**What you have to do**: From the records below, find each line with the string "integer" and copy it.

**Records supplied**:
=== Begin Enclosure ===

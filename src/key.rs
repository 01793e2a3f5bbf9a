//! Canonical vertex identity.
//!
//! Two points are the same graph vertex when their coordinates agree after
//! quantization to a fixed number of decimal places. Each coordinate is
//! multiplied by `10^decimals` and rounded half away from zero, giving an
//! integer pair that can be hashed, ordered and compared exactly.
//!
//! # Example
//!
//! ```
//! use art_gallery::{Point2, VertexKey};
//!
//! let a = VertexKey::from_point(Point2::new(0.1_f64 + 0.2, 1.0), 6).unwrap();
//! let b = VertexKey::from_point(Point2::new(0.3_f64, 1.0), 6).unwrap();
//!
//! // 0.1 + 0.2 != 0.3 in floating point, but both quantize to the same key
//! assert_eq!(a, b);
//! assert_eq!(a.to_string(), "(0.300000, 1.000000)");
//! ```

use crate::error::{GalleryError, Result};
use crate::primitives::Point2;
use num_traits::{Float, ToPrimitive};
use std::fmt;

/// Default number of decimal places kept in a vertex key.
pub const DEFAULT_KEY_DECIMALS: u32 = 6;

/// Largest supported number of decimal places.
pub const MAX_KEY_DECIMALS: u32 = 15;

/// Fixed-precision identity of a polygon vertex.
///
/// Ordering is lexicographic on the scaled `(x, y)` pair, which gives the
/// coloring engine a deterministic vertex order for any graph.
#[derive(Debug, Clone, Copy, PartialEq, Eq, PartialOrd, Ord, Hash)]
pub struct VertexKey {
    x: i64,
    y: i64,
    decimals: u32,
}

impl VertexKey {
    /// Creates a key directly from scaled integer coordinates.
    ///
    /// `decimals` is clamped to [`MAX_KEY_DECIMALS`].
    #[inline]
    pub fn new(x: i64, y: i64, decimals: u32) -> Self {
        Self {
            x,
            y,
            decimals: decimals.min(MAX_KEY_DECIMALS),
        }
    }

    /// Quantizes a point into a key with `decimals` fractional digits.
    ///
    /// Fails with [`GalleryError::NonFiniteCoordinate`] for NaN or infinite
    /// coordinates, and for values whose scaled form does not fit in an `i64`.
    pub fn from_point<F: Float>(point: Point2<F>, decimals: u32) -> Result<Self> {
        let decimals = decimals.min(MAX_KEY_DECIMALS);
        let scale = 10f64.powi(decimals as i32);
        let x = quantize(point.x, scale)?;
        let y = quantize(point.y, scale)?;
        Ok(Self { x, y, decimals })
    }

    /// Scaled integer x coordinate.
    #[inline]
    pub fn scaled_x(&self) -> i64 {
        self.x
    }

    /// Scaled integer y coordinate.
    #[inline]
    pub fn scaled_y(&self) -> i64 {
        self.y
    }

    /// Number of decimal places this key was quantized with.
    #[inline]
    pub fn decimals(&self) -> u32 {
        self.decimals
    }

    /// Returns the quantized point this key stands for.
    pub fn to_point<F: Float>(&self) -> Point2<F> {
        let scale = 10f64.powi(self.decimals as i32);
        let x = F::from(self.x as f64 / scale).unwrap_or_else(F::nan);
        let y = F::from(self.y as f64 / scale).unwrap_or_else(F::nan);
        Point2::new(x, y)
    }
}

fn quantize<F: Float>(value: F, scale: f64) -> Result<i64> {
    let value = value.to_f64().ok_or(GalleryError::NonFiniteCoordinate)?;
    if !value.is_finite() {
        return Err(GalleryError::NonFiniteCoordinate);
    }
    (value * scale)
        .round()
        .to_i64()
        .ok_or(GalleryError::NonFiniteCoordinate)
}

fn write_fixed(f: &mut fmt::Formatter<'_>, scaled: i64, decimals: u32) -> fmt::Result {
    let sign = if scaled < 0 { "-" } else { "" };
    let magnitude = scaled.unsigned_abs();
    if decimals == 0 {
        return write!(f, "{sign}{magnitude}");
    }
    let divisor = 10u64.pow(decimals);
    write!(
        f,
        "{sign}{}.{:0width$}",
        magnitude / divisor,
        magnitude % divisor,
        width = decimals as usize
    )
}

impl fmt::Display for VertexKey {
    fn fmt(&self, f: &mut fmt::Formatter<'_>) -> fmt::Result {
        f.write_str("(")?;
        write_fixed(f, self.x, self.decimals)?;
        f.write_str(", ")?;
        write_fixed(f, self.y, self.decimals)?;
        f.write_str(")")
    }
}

=== End Enclosure ===

**Output for this exercise**:
//! integer pair that can be hashed, ordered and compared exactly.
    /// Creates a key directly from scaled integer coordinates.
    /// Scaled integer x coordinate.
    /// Scaled integer y coordinate.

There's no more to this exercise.